═══ EXERCISE MATERIALS ═══
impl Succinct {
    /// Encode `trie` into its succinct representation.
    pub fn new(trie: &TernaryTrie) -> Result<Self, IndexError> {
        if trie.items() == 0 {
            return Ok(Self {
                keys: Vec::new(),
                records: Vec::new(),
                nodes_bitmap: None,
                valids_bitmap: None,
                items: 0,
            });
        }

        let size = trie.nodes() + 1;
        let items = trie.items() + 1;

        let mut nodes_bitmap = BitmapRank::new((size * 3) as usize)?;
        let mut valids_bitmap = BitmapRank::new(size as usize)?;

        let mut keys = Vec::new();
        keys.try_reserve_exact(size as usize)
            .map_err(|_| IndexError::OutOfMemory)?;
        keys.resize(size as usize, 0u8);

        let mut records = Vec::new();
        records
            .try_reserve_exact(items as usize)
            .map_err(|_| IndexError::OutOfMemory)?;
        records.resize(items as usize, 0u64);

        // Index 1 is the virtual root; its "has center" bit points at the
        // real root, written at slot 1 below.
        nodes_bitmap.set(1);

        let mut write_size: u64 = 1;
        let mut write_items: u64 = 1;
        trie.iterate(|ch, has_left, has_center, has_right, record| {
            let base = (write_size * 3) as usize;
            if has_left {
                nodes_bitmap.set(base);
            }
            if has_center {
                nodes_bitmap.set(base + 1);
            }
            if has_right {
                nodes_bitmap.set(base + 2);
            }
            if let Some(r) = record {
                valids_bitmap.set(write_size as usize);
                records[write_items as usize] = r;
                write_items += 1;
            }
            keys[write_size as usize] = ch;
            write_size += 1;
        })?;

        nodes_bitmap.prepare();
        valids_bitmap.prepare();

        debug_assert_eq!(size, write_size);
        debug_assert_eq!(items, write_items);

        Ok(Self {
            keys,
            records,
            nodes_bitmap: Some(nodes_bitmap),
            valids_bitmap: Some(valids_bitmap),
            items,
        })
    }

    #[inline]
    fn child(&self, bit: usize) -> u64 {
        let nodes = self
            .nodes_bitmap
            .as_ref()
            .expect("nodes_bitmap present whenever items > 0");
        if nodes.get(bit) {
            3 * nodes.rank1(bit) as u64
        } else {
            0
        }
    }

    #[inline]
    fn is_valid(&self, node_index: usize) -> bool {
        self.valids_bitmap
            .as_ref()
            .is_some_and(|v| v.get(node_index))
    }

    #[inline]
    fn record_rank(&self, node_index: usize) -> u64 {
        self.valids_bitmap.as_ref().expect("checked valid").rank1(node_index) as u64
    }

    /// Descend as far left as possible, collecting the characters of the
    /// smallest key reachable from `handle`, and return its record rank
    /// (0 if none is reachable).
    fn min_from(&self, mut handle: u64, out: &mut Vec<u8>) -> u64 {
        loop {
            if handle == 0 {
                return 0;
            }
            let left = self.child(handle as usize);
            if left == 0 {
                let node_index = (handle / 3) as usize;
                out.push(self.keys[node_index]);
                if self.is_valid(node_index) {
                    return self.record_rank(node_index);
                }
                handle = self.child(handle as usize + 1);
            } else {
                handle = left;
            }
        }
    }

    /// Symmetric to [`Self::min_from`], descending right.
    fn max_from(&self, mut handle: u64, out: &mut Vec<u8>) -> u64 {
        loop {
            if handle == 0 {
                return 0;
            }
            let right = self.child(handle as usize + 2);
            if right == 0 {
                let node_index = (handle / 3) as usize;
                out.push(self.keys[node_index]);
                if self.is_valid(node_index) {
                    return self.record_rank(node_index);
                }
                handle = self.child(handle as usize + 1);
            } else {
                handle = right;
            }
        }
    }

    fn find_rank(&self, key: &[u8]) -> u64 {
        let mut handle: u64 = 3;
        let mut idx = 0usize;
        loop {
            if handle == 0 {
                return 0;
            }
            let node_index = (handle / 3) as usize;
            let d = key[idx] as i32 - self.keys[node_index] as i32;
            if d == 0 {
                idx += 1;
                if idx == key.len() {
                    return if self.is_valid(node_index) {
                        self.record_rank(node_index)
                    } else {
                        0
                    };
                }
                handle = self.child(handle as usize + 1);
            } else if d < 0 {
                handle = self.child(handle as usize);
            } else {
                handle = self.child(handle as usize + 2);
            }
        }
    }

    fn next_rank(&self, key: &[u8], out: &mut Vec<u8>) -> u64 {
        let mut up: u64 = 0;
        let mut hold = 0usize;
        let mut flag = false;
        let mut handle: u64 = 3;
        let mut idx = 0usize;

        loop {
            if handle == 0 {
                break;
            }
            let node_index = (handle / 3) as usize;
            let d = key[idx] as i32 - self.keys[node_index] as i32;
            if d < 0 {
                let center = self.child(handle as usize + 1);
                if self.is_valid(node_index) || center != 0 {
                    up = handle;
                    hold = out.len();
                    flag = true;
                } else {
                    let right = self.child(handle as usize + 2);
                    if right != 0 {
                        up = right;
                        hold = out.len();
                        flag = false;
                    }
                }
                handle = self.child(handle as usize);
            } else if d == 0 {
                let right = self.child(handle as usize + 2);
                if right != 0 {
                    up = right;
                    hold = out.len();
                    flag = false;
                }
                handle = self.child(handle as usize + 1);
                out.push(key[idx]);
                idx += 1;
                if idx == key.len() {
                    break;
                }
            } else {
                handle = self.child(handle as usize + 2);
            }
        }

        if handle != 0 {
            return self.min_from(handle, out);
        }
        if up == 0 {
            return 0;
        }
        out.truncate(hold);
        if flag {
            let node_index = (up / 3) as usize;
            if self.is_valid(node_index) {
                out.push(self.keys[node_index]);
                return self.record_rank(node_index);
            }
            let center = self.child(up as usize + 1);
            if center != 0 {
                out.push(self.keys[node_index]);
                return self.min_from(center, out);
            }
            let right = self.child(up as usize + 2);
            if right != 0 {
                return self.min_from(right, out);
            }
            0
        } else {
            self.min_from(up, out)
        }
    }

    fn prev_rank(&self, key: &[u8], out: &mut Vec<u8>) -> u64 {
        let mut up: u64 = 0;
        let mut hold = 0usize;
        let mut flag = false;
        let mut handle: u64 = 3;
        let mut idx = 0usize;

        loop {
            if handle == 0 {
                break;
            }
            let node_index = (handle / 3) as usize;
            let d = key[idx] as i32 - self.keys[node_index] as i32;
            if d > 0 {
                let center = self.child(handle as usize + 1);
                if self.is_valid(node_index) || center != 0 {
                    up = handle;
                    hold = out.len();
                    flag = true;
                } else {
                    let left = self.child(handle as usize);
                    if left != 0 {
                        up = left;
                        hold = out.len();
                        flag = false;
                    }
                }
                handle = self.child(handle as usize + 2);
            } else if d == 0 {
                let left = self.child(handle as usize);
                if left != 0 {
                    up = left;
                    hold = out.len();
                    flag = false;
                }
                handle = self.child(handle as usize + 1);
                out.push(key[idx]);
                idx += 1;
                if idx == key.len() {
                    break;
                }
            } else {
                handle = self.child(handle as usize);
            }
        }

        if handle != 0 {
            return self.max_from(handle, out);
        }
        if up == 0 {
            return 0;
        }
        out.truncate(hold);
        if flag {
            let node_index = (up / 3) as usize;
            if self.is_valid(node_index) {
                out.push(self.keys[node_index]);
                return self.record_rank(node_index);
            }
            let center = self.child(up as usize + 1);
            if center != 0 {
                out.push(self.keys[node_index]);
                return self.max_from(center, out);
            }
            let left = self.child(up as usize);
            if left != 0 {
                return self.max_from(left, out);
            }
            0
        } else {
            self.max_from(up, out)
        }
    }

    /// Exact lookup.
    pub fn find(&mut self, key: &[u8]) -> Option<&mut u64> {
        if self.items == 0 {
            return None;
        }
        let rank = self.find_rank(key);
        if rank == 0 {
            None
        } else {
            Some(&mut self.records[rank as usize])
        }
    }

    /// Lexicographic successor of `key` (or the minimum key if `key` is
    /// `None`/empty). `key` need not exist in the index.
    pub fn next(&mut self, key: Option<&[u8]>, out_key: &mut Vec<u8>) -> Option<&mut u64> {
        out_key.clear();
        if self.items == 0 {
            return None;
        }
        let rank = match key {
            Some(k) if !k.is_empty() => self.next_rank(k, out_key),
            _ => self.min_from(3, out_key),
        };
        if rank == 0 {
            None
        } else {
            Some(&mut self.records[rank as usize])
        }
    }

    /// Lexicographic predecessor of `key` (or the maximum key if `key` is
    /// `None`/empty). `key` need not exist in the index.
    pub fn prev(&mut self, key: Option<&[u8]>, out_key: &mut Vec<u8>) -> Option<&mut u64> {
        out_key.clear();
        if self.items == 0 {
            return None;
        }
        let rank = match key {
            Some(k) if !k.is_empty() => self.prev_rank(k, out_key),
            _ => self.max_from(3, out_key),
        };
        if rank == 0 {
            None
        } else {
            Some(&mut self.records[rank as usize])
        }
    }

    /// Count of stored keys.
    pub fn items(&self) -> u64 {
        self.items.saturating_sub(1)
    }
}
═══
### [WHAT IS EXPECTED]
Please return every line in the data that includes the string "base".

### [REPLY]
            let base = (write_size * 3) as usize;
                nodes_bitmap.set(base);
                nodes_bitmap.set(base + 1);
                nodes_bitmap.set(base + 2);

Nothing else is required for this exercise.